### Exercise data
────

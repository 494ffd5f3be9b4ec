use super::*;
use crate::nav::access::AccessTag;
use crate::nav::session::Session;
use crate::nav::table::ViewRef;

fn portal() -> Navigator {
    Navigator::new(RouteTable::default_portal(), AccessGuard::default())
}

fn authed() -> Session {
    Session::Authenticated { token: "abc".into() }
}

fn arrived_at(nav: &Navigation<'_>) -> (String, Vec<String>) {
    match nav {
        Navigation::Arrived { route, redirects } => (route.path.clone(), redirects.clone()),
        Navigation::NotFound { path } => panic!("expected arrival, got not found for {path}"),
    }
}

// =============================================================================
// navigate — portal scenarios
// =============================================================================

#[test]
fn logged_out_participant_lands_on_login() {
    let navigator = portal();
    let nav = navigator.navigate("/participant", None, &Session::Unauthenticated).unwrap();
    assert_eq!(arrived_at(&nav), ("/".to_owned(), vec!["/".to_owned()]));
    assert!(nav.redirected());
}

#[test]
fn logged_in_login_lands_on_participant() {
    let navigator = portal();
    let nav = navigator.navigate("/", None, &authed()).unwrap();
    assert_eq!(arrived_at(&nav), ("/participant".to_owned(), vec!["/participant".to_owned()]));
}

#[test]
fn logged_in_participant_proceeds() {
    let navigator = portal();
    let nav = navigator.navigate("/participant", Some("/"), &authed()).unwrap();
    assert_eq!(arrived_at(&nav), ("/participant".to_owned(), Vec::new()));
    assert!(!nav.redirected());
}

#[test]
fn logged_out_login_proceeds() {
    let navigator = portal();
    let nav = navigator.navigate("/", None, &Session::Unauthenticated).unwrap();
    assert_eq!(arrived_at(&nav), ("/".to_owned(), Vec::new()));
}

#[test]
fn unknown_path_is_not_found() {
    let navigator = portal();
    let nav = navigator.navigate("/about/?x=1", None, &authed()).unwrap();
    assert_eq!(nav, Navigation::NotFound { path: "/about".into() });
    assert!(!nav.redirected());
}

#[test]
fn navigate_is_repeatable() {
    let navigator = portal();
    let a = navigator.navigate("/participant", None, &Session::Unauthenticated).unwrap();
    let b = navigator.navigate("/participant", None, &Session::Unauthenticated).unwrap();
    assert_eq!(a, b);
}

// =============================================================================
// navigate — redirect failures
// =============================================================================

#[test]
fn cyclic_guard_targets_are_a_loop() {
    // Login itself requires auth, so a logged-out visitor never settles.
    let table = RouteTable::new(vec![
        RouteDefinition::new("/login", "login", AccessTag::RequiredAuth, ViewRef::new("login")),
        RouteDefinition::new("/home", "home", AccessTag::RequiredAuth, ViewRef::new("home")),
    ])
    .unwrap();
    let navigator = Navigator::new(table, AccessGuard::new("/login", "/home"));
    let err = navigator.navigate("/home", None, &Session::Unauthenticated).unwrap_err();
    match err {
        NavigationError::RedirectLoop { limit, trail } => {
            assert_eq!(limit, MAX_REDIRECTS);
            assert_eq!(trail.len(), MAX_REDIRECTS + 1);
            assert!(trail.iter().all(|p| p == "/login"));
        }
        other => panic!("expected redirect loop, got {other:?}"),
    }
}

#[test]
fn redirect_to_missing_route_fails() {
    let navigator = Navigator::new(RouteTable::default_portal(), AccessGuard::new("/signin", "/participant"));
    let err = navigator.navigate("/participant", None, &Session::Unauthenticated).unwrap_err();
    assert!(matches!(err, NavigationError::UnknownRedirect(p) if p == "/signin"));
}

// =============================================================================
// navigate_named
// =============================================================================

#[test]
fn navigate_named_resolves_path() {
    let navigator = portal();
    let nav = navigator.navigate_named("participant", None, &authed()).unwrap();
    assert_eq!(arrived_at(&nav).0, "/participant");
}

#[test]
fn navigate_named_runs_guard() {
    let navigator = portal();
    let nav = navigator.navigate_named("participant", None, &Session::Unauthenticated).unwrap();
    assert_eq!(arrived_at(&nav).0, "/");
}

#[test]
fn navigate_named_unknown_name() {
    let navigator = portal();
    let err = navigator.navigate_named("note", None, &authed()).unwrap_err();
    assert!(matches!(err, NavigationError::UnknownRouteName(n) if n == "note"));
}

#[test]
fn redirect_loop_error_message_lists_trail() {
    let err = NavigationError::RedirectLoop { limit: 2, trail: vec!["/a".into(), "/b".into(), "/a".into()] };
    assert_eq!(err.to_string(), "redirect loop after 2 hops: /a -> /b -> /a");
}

────

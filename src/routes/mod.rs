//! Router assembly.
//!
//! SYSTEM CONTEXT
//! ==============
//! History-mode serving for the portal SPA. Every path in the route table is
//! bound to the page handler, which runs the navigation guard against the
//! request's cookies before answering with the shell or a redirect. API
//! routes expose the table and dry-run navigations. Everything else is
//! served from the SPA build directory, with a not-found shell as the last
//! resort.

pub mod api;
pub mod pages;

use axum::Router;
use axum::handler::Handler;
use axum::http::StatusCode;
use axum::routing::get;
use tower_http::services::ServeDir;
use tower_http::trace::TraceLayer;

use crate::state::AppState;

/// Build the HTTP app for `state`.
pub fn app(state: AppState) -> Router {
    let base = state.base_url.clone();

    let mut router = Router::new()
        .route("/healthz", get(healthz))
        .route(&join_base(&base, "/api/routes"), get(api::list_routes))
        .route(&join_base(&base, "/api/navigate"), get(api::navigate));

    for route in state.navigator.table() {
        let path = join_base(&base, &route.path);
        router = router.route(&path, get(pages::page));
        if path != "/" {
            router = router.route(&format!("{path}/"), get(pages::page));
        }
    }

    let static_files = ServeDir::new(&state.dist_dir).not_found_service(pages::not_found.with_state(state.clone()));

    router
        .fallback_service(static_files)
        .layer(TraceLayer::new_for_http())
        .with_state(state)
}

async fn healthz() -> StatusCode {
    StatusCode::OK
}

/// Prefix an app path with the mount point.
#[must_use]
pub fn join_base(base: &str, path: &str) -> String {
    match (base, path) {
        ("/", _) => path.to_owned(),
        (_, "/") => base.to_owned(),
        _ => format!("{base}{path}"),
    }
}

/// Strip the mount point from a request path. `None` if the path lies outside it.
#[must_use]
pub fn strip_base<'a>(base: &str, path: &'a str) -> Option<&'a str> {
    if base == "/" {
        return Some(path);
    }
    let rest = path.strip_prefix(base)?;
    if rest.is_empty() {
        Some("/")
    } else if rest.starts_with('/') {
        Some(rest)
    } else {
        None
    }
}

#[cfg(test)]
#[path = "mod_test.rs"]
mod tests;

────

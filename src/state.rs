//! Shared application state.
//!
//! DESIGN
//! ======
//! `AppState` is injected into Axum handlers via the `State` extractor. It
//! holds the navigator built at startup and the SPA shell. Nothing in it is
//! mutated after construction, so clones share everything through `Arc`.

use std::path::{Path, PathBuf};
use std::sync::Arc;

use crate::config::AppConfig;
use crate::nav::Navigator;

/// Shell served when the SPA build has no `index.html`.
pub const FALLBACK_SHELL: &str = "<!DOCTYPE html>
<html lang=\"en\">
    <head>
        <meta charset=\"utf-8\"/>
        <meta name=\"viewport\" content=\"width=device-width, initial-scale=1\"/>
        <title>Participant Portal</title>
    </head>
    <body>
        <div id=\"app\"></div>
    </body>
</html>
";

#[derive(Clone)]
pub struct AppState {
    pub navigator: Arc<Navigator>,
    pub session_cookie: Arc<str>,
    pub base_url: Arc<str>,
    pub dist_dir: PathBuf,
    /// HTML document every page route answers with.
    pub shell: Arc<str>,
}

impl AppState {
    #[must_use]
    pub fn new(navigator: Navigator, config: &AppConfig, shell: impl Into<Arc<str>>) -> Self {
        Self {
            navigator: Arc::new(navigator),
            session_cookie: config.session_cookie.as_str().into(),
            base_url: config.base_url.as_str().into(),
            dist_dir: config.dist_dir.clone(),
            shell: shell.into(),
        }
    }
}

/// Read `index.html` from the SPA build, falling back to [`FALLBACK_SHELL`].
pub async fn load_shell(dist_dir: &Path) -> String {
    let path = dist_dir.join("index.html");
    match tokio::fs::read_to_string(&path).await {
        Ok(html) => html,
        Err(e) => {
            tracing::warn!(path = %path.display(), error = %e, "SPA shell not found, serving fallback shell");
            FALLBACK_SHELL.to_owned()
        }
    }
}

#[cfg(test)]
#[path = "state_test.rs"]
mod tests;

────

### Task prompt
Search the listing for the word "from". Copy every line in which it occurs.

### Answer to the problem
//! served from the SPA build directory, with a not-found shell as the last
/// Strip the mount point from a request path. `None` if the path lies outside it.
/// Read `index.html` from the SPA build, falling back to [`FALLBACK_SHELL`].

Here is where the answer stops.